--- PROBLEM TO SOLVE ---
The required answer is an exact copy of every entry underneath.

BEGIN GIVEN RECORDS

use std::collections::BTreeSet;

use crate::domain::document::{CitationPolicy, DocumentName, SourceDescription};

/// Pages the agent may link to, derived from the source manifest.
#[derive(Clone, Debug, PartialEq, Eq)]
pub struct CitationCatalog {
    site_url: String,
    entries: Vec<SourceDescription>,
}

impl CitationCatalog {
    pub fn new(site_url: &str, sources: &[SourceDescription]) -> Self {
        Self { site_url: site_url.trim().trim_end_matches('/').to_string(), entries: sources.to_vec() }
    }

    pub fn site_url(&self) -> &str {
        &self.site_url
    }

    pub fn entries(&self) -> &[SourceDescription] {
        &self.entries
    }

    pub fn is_citable(&self, name: &DocumentName) -> bool {
        self.entries
            .iter()
            .any(|entry| &entry.name == name && entry.citation == CitationPolicy::Citable)
    }

    pub fn citable(&self) -> impl Iterator<Item = &SourceDescription> {
        self.entries.iter().filter(|entry| entry.citation == CitationPolicy::Citable)
    }

    /// `None` for unknown or do-not-cite documents.
    pub fn page_url(&self, name: &DocumentName) -> Option<String> {
        self.is_citable(name).then(|| format!("{}/{}.html", self.site_url, name.stem()))
    }

    pub fn citation_markdown(&self, name: &DocumentName) -> Option<String> {
        self.page_url(name).map(|url| format!("[{}]({url})", name.stem()))
    }

    pub fn allowed_urls(&self) -> BTreeSet<String> {
        self.citable().filter_map(|entry| self.page_url(&entry.name)).collect()
    }

    pub fn is_allowed_link(&self, url: &str) -> bool {
        let normalized = strip_suffixes(url.trim());
        self.allowed_urls().iter().any(|allowed| allowed == normalized)
    }
}

fn strip_suffixes(url: &str) -> &str {
    let url = url.split_once('#').map_or(url, |(head, _)| head);
    let url = url.split_once('?').map_or(url, |(head, _)| head);
    url.trim_end_matches('/')
}

#[cfg(test)]
mod tests {
    use super::CitationCatalog;
    use crate::domain::document::{CitationPolicy, DocumentName, SourceDescription};

    fn catalog() -> CitationCatalog {
        let source = |name: &str, citation| SourceDescription {
            name: DocumentName::new(name),
            description: format!("about {name}"),
            citation,
        };
        CitationCatalog::new(
            "https://example.dev/",
            &[
                source("resume.md", CitationPolicy::Citable),
                source("projects.md", CitationPolicy::Citable),
                source("supplementary.md", CitationPolicy::DoNotCite),
            ],
        )
    }

    #[test]
    fn citable_pages_map_to_site_urls() {
        let catalog = catalog();
        assert_eq!(
            catalog.page_url(&DocumentName::new("resume.md")).as_deref(),
            Some("https://example.dev/resume.html")
        );
        assert_eq!(
            catalog.citation_markdown(&DocumentName::new("projects.md")).as_deref(),
            Some("[projects](https://example.dev/projects.html)")
        );
        assert_eq!(catalog.page_url(&DocumentName::new("supplementary.md")), None);
        assert_eq!(catalog.page_url(&DocumentName::new("blog.md")), None);
        assert_eq!(catalog.allowed_urls().len(), 2);
    }

    #[test]
    fn link_allow_list_ignores_fragments_and_rejects_everything_else() {
        let catalog = catalog();
        assert!(catalog.is_allowed_link("https://example.dev/resume.html"));
        assert!(catalog.is_allowed_link("https://example.dev/resume.html#experience"));
        assert!(!catalog.is_allowed_link("https://example.dev/supplementary.html"));
        assert!(!catalog.is_allowed_link("https://example.dev/about.html"));
        assert!(!catalog.is_allowed_link("https://evil.example/resume.html"));
    }
}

END GIVEN RECORDS

--- SOLUTION TO THIS PROBLEM ---
use std::collections::BTreeSet;

use crate::domain::document::{CitationPolicy, DocumentName, SourceDescription};

/// Pages the agent may link to, derived from the source manifest.
#[derive(Clone, Debug, PartialEq, Eq)]
pub struct CitationCatalog {
    site_url: String,
    entries: Vec<SourceDescription>,
}

impl CitationCatalog {
    pub fn new(site_url: &str, sources: &[SourceDescription]) -> Self {
        Self { site_url: site_url.trim().trim_end_matches('/').to_string(), entries: sources.to_vec() }
    }

    pub fn site_url(&self) -> &str {
        &self.site_url
    }

    pub fn entries(&self) -> &[SourceDescription] {
        &self.entries
    }

    pub fn is_citable(&self, name: &DocumentName) -> bool {
        self.entries
            .iter()
            .any(|entry| &entry.name == name && entry.citation == CitationPolicy::Citable)
    }

    pub fn citable(&self) -> impl Iterator<Item = &SourceDescription> {
        self.entries.iter().filter(|entry| entry.citation == CitationPolicy::Citable)
    }

    /// `None` for unknown or do-not-cite documents.
    pub fn page_url(&self, name: &DocumentName) -> Option<String> {
        self.is_citable(name).then(|| format!("{}/{}.html", self.site_url, name.stem()))
    }

    pub fn citation_markdown(&self, name: &DocumentName) -> Option<String> {
        self.page_url(name).map(|url| format!("[{}]({url})", name.stem()))
    }

    pub fn allowed_urls(&self) -> BTreeSet<String> {
        self.citable().filter_map(|entry| self.page_url(&entry.name)).collect()
    }

    pub fn is_allowed_link(&self, url: &str) -> bool {
        let normalized = strip_suffixes(url.trim());
        self.allowed_urls().iter().any(|allowed| allowed == normalized)
    }
}

fn strip_suffixes(url: &str) -> &str {
    let url = url.split_once('#').map_or(url, |(head, _)| head);
    let url = url.split_once('?').map_or(url, |(head, _)| head);
    url.trim_end_matches('/')
}

#[cfg(test)]
mod tests {
    use super::CitationCatalog;
    use crate::domain::document::{CitationPolicy, DocumentName, SourceDescription};

    fn catalog() -> CitationCatalog {
        let source = |name: &str, citation| SourceDescription {
            name: DocumentName::new(name),
            description: format!("about {name}"),
            citation,
        };
        CitationCatalog::new(
            "https://example.dev/",
            &[
                source("resume.md", CitationPolicy::Citable),
                source("projects.md", CitationPolicy::Citable),
                source("supplementary.md", CitationPolicy::DoNotCite),
            ],
        )
    }

    #[test]
    fn citable_pages_map_to_site_urls() {
        let catalog = catalog();
        assert_eq!(
            catalog.page_url(&DocumentName::new("resume.md")).as_deref(),
            Some("https://example.dev/resume.html")
        );
        assert_eq!(
            catalog.citation_markdown(&DocumentName::new("projects.md")).as_deref(),
            Some("[projects](https://example.dev/projects.html)")
        );
        assert_eq!(catalog.page_url(&DocumentName::new("supplementary.md")), None);
        assert_eq!(catalog.page_url(&DocumentName::new("blog.md")), None);
        assert_eq!(catalog.allowed_urls().len(), 2);
    }

    #[test]
    fn link_allow_list_ignores_fragments_and_rejects_everything_else() {
        let catalog = catalog();
        assert!(catalog.is_allowed_link("https://example.dev/resume.html"));
        assert!(catalog.is_allowed_link("https://example.dev/resume.html#experience"));
        assert!(!catalog.is_allowed_link("https://example.dev/supplementary.html"));
        assert!(!catalog.is_allowed_link("https://example.dev/about.html"));
        assert!(!catalog.is_allowed_link("https://evil.example/resume.html"));
    }
}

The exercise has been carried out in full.